Dr. jur. Lukas Karrenbrock
Rn. 239a
Stand: EL 167 – ET: 09/2023
Unabhängig davon, ob eine Bürgschaft "krisenbestimmt" oder in der Krise der Gesellschaft übernommen worden ist, führten Aufwendungen aus der Inanspruchnahme aus einer Gesellschafterbürgschaft nicht mehr zu nachträglichen AK bei den Anteilen gemäß § 17 EStG (BFH vom 11.07.2017, IX R 36/15, BStBl II 2019, 208). Für die Zwischenzeit bis zum Inkrafttreten des § 17 Abs 2a EStG (s Rn 281aff) gilt eine Vertrauensschutzregelung (s Rn 235a).
Seit dem Urteil des BFH vom 20.07.2018, IX R 5/15, BStBl II 2019, 194 ist geklärt, dass für die Bestimmung von nachträglichen AK eine rein formale und keine "wirtschaftliche" Betrachtungsweise gilt, womit "Gesellschaftereinlagen in letzter Minute" (Ott, StuB 2018, 15 (22); Trossen, GmbH-StB 2022, 244 (246)) zur Vermeidung einer Bürgschaftsinanspruchnahme in voller Höhe zu nachträglichen AK führen.
Beispiel (in Anlehnung an BFH vom 20.07.2018, IX R 5/15, BStBl II 2019, 194):
Der alleinige Gesellschafter A bürgt für ein Darlehen der A-GmbH. Da die A-GmbH in wirtschaftliche Schwierigkeiten gerät, droht eine Inanspruchnahme des Gesellschafters aus der Bürgschaft.
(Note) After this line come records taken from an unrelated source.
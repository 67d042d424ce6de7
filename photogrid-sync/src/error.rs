//! Error types for photogrid-sync.
//!
//! Fetch and parse failures are deliberately absent from most of this surface:
//! the refresh path converts them into [`photogrid_core::SyncStatus::Error`]
//! instead of propagating. Only infrastructure failures (registry, rendering,
//! filesystem, state-store serialization) escape as [`SyncError`].

use std::path::PathBuf;

use thiserror::Error;

use photogrid_core::error::RegistryError;
use photogrid_fetcher::FetchError;
use photogrid_renderer::RenderError;

/// All errors that can arise from refresh, build, and diff operations.
#[derive(Debug, Error)]
pub enum SyncError {
    /// An error from the rendering engine.
    #[error("render error: {0}")]
    Render(#[from] RenderError),

    /// An error from the gallery registry.
    #[error("registry error: {0}")]
    Registry(#[from] RegistryError),

    /// An I/O error, with annotated path for context.
    #[error("I/O error at {path}: {source}")]
    Io {
        path: PathBuf,
        #[source]
        source: std::io::Error,
    },

    /// JSON serialization/deserialization error (state store, manifest build).
    #[error("state JSON error: {0}")]
    Json(#[from] serde_json::Error),

    /// Manifest retrieval failure. Raised only by query operations such as
    /// `diff`; the refresh path captures this into the cycle status instead.
    #[error("fetch error: {0}")]
    Fetch(#[from] FetchError),
}

/// Convenience constructor for [`SyncError::Io`].
pub(crate) fn io_err(path: impl Into<PathBuf>, source: std::io::Error) -> SyncError {
    SyncError::Io {
        path: path.into(),
        source,
    }
}
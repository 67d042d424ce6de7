use std::path::PathBuf;

use thiserror::Error;

/// Error surface for daemon runtime and control protocol.
#[derive(Debug, Error)]
pub enum DaemonError {
    #[error("I/O error at {path}: {source}")]
    Io {
        path: PathBuf,
        #[source]
        source: std::io::Error,
    },

    #[error("registry error: {0}")]
    Registry(#[from] photogrid_core::RegistryError),

    #[error("refresh error: {0}")]
    Sync(#[from] photogrid_sync::SyncError),

    #[error("JSON error: {0}")]
    Json(#[from] serde_json::Error),

    #[error("channel closed: {0}")]
    ChannelClosed(&'static str),

    #[error("daemon protocol error: {0}")]
    Protocol(String),

    #[error("daemon is not running (socket missing: {socket})")]
    DaemonNotRunning { socket: PathBuf },
}

pub(crate) fn io_err(path: impl Into<PathBuf>, source: std::io::Error) -> DaemonError {
    DaemonError::Io {
        path: path.into(),
        source,
    }
}
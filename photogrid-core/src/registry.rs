//! Per-gallery YAML registry.
//!
//! # Storage layout
//!
//! ```text
//! ~/.photogrid/
//!   galleries/
//!     <gallery_name>.yaml   (one file per gallery — mode 0600)
//! ```
//!
//! # API pattern
//!
//! Every mutating function has two forms:
//! - `fn_at(home: &Path, …)` — explicit home; used in tests with `TempDir`
//! - `fn(…)` — derives home from `dirs::home_dir()`, delegates to `_at`
//!
//! Tests must NEVER call the no-arg wrappers; always use `_at`.

use std::path::{Path, PathBuf};

use chrono::Utc;

use crate::error::RegistryError;
use crate::types::{Gallery, GalleryName, DEFAULT_PREFETCH_COUNT, DEFAULT_REFRESH_INTERVAL_SECS};

// ---------------------------------------------------------------------------
// 1. Path helpers
// ---------------------------------------------------------------------------

/// `<home>/.photogrid/galleries/`
///
/// Creates the directory (mode `0700`) if it does not yet exist.
pub fn galleries_dir_at(home: &Path) -> Result<PathBuf, RegistryError> {
    let dir = home.join(".photogrid").join("galleries");
    if !dir.exists() {
        std::fs::create_dir_all(&dir)?;
        set_dir_permissions(&dir)?;
    }
    Ok(dir)
}

/// `<home>/.photogrid/galleries/<gallery>.yaml` — pure, no I/O.
pub fn gallery_path_at(home: &Path, gallery: &GalleryName) -> PathBuf {
    home.join(".photogrid")
        .join("galleries")
        .join(format!("{}.yaml", gallery.0))
}

// ---------------------------------------------------------------------------
// 2. Load
// ---------------------------------------------------------------------------

/// Load a single gallery from `<home>/.photogrid/galleries/<gallery>.yaml`.
///
/// Returns `RegistryError::GalleryNotFound` if absent,
/// `RegistryError::Parse` (with path + line context) if malformed YAML.
pub fn load_gallery_at(home: &Path, gallery: &GalleryName) -> Result<Gallery, RegistryError> {
    let path = gallery_path_at(home, gallery);
    if !path.exists() {
        return Err(RegistryError::GalleryNotFound { path });
    }
    let contents = std::fs::read_to_string(&path)?;
    serde_yaml::from_str(&contents).map_err(|e| RegistryError::Parse { path, source: e })
}

/// `load_gallery_at` convenience wrapper.
pub fn load_gallery(gallery: &GalleryName) -> Result<Gallery, RegistryError> {
    load_gallery_at(&home()?, gallery)
}

/// List every registered gallery, sorted by name.
pub fn list_galleries_at(home: &Path) -> Result<Vec<Gallery>, RegistryError> {
    let dir = home.join(".photogrid").join("galleries");
    if !dir.exists() {
        return Ok(vec![]);
    }

    let mut entries: Vec<_> = std::fs::read_dir(&dir)?.filter_map(|e| e.ok()).collect();
    entries.sort_by_key(|e| e.file_name());

    let mut galleries = Vec::new();
    for entry in entries {
        let fname = entry.file_name();
        let name = fname.to_string_lossy();
        if !name.ends_with(".yaml") || name.ends_with(".yaml.tmp") {
            continue;
        }
        let contents = std::fs::read_to_string(entry.path())?;
        let gallery: Gallery = serde_yaml::from_str(&contents).map_err(|e| {
            RegistryError::Parse { path: entry.path(), source: e }
        })?;
        galleries.push(gallery);
    }
    Ok(galleries)
}

/// `list_galleries_at` convenience wrapper.
pub fn list_galleries() -> Result<Vec<Gallery>, RegistryError> {
    list_galleries_at(&home()?)
}

// ---------------------------------------------------------------------------
// 3. Save (atomic)
// ---------------------------------------------------------------------------

/// Atomically save a gallery to `<home>/.photogrid/galleries/<gallery>.yaml`.
///
/// Write flow: serialize → `.yaml.tmp` sibling → `chmod 0600` → `rename`.
/// `.tmp` is always in the same directory as the target (same filesystem — no EXDEV on macOS).
pub fn save_gallery_at(home: &Path, gallery: &Gallery) -> Result<(), RegistryError> {
    galleries_dir_at(home)?; // create dir + 0700 if absent
    let path = gallery_path_at(home, &gallery.name);
    let tmp_path = path.with_file_name(format!("{}.yaml.tmp", gallery.name.0));

    let yaml = serde_yaml::to_string(gallery)?;
    std::fs::write(&tmp_path, yaml)?;
    set_file_permissions(&tmp_path)?;
    std::fs::rename(&tmp_path, &path)?;
    Ok(())
}

/// `save_gallery_at` convenience wrapper.
pub fn save_gallery(gallery: &Gallery) -> Result<(), RegistryError> {
    save_gallery_at(&home()?, gallery)
}

// ---------------------------------------------------------------------------
// 4. Init
// ---------------------------------------------------------------------------

/// Register a gallery that fetches `manifest_url` and renders into `site_dir`.
///
/// Creates `<home>/.photogrid/galleries/<name>.yaml`.
/// Idempotent: if the file already exists, loads and returns it unchanged.
pub fn init_at(
    home: &Path,
    name: GalleryName,
    manifest_url: String,
    site_dir: PathBuf,
    refresh_interval_secs: Option<u64>,
    prefetch_count: Option<usize>,
) -> Result<Gallery, RegistryError> {
    let yaml_path = gallery_path_at(home, &name);
    if yaml_path.exists() {
        return load_gallery_at(home, &name);
    }

    let now = Utc::now();
    let gallery = Gallery {
        name,
        manifest_url,
        site_dir,
        refresh_interval_secs: refresh_interval_secs.unwrap_or(DEFAULT_REFRESH_INTERVAL_SECS),
        prefetch_count: prefetch_count.unwrap_or(DEFAULT_PREFETCH_COUNT),
        created_at: now,
        updated_at: now,
    };

    save_gallery_at(home, &gallery)?;
    Ok(gallery)
}

/// `init_at` convenience wrapper.
pub fn init(
    name: GalleryName,
    manifest_url: String,
    site_dir: PathBuf,
    refresh_interval_secs: Option<u64>,
    prefetch_count: Option<usize>,
) -> Result<Gallery, RegistryError> {
    init_at(&home()?, name, manifest_url, site_dir, refresh_interval_secs, prefetch_count)
}

// ---------------------------------------------------------------------------
// Private helpers
// ---------------------------------------------------------------------------

fn home() -> Result<PathBuf, RegistryError> {
    dirs::home_dir().ok_or(RegistryError::HomeNotFound)
}

#[cfg(unix)]
fn set_dir_permissions(path: &Path) -> Result<(), RegistryError> {
    use std::os::unix::fs::PermissionsExt;
    std::fs::set_permissions(path, std::fs::Permissions::from_mode(0o700))?;
    Ok(())
}
#[cfg(not(unix))]
fn set_dir_permissions(_path: &Path) -> Result<(), RegistryError> {
    Ok(())
}

#[cfg(unix)]
fn set_file_permissions(path: &Path) -> Result<(), RegistryError> {
    use std::os::unix::fs::PermissionsExt;
    std::fs::set_permissions(path, std::fs::Permissions::from_mode(0o600))?;
    Ok(())
}
#[cfg(not(unix))]
fn set_file_permissions(_path: &Path) -> Result<(), RegistryError> {
    Ok(())
}

// ---------------------------------------------------------------------------
// Unit tests
// ---------------------------------------------------------------------------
Eine Inanspruchnahme aus der Bürgschaft würde in der Rechtslage nach MoMiG und vor Inkrafttreten des § 17 Abs 2a EStG – unabhängig davon, ob diese "krisenbestimmt" oder in der Krise der Gesellschaft übernommen worden ist – zu keinen nachträglichen AK an der §-17-EStG-Beteiligung führen.
Folglich leistet A – zur Vermeidung einer Haftungsinanspruchnahme – eine Einzahlung in die Kapitalrücklage der A-GmbH (§ 272 Abs 2 Nr 4 HGB). Mit der hierdurch erhaltenen Liquidität tilgt die Gesellschaft ihre Darlehensverbindlichkeit.
Lösung:
Die Einzahlung in die Kapitalrücklage führt in voller Höhe zu nachträglichen AK (s Rn 235b). Dass die Einzahlung in die Kapitalrücklage allein dem Zweck diente, eine persönliche Inanspruchnahme aus der Bürgschaft zu vermeiden, ist unerheblich.
Rn. 239b
Stand: EL 167 – ET: 09/2023
Fraglich ist, ob eine Bürgschaftsinanspruchnahme des Gesellschafters zu einem Verlust bei seinen Einkünften aus KapVerm gemäß § 20 Abs 2 Nr 7 EStG führen kann. Dies ist zu bejahen, da es sich bei der gemäß § 774 BGB übergehenden Darlehensforderung um eine Kapitalforderung gemäß § 20 Abs 1 Nr 7 EStG handelt. Eine Kapitalforderung gemäß § 20 Abs 1 Nr 7 EStG ist jede auf eine Geldleistung gerichtete Forderung, unabhängig davon, ob sich der Rechtsgrund des Anspruchs aus vertraglicher oder – wie hier gemäß § 774 BGB – aus gesetzlicher Grundlage ergibt. Folglich führt auch ein Ausfall des Regressanspruchs zu einem Verlust bei den Einkünften aus KapVerm (glA Kahlert, DStR 2018, 229).